Brains over Beauty: Shulman’s interest in shifting the emphasis and importance placed on beauty has frequently been expressed during her time as editor. She has previously explained that for those “whose identities are bound up in their good looks” the aging process is a terrifying ordeal and therefore we must attempt to transgress the association we have between being successful and being attractive.
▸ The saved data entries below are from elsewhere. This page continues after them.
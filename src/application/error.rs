#[derive(Debug)]
pub enum ApplicationError {
    NotFound(String),
    BadRequest(String),
    PayloadTooLarge,
    InternalError(String),
}
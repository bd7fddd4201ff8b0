use axum::{
    http::StatusCode,
    response::{IntoResponse, Response},
    Json,
};
use serde_json::json;
use tracing::{error, warn};

use crate::application::error::ApplicationError;

impl IntoResponse for ApplicationError {
    fn into_response(self) -> Response {
        let (status, error_message) = match self {
            ApplicationError::NotFound(msg) => {
                warn!("Resource not found: {}", msg);
                (StatusCode::NOT_FOUND, msg)
            }
            ApplicationError::BadRequest(msg) => {
                warn!("Bad request: {}", msg);
                (StatusCode::BAD_REQUEST, msg)
            }
            ApplicationError::PayloadTooLarge => {
                warn!("File too large");
                (StatusCode::PAYLOAD_TOO_LARGE, "File too large".to_string())
            }
            ApplicationError::InternalError(ref msg) => {
                error!("Internal server error: {}", msg);
                (
                    StatusCode::INTERNAL_SERVER_ERROR,
                    "Internal server error".to_string(),
                )
            }
        };

        let body = Json(json!({
            "error": error_message,
        }));

        (status, body).into_response()
    }
}
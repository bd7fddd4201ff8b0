pub mod file;
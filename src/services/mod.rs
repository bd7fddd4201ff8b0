mod error;
mod local_storage;

pub use error::StorageError;
pub use local_storage::LocalStorageService;

use std::sync::Arc;

use crate::{application::services::StorageService, domain::config::server::ServerConfig};

pub fn create_storage_service(
    config: &ServerConfig,
) -> Result<Arc<dyn StorageService>, StorageError> {
    let service = LocalStorageService::new(&config.upload_dir)?;
    Ok(Arc::new(service))
}
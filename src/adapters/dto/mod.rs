pub mod file_dto;
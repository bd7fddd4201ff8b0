use axum::{
    body::Body,
    extract::{multipart::MultipartError, Multipart, Path, State},
    http::{header, StatusCode},
    response::Response,
    Json,
};
use tokio_util::io::ReaderStream;
use tracing::{info, warn};

use crate::{
    adapters::{dto::file_dto::FileInfoResponse, state::AppState},
    application::error::ApplicationError,
    domain::models::file::FileData,
};

pub struct FileController;

impl FileController {
    /// POST /api/files
    /// Multipart body with a `file` part. Only the first `file` part is
    /// stored; other parts are ignored.
    pub async fn upload_file(
        State(app_state): State<AppState>,
        mut multipart: Multipart,
    ) -> Result<Json<FileInfoResponse>, ApplicationError> {
        let mut upload: Option<FileData> = None;

        while let Some(field) = multipart.next_field().await.map_err(multipart_error)? {
            if field.name() != Some("file") {
                continue;
            }

            let filename = field.file_name().map(str::to_string);
            let content = field.bytes().await.map_err(multipart_error)?;
            upload = Some(FileData::new(content, filename));
            break;
        }

        let file_data = upload.ok_or_else(|| {
            warn!("Missing required 'file' part in upload");
            ApplicationError::BadRequest("Required part 'file' is not present".to_string())
        })?;

        let stored = app_state.storage_service.store(file_data).await?;
        Ok(Json(FileInfoResponse::from(stored)))
    }

    /// GET /api/files
    pub async fn list_files(
        State(app_state): State<AppState>,
    ) -> Result<Json<Vec<FileInfoResponse>>, ApplicationError> {
        let files = app_state.storage_service.list_all().await?;
        Ok(Json(files.into_iter().map(FileInfoResponse::from).collect()))
    }

    /// GET /api/files/{file_name}
    pub async fn download_file(
        State(app_state): State<AppState>,
        Path(file_name): Path<String>,
    ) -> Result<Response, ApplicationError> {
        let resource = app_state
            .storage_service
            .load_as_resource(&file_name)
            .await?;

        info!("Downloading file: {} ({} bytes)", resource.name, resource.size);

        let disposition = format!(
            "attachment; filename*=UTF-8''{}",
            urlencoding::encode(&resource.name)
        );

        Response::builder()
            .status(StatusCode::OK)
            .header(header::CONTENT_TYPE, "application/octet-stream")
            .header(header::CONTENT_LENGTH, resource.size)
            .header(header::CONTENT_DISPOSITION, disposition)
            .body(Body::from_stream(ReaderStream::new(resource.file)))
            .map_err(|e| ApplicationError::InternalError(e.to_string()))
    }

    /// DELETE /api/files/{file_name}
    pub async fn delete_file(
        State(app_state): State<AppState>,
        Path(file_name): Path<String>,
    ) -> Result<StatusCode, ApplicationError> {
        app_state.storage_service.delete(&file_name).await?;
        Ok(StatusCode::NO_CONTENT)
    }
}

fn multipart_error(e: MultipartError) -> ApplicationError {
    if e.status() == StatusCode::PAYLOAD_TOO_LARGE {
        return ApplicationError::PayloadTooLarge;
    }
    warn!("Invalid multipart data: {}", e);
    ApplicationError::BadRequest("Invalid request format".to_string())
}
Size zero is not a size: The size of models is an omnipresent subject within the fashion industry and yet time and time again designers continue to use models of an unattainable and dangerous size. Shulman however has frequently and publically criticized this choice, imploring designers to take accountability for the impact the inclusion of models this size has on society. More recently Shulman openly condemned the fashion houses who refused to dress size 16 model Ashley Graham, who features on their cover for the January 2017 issue.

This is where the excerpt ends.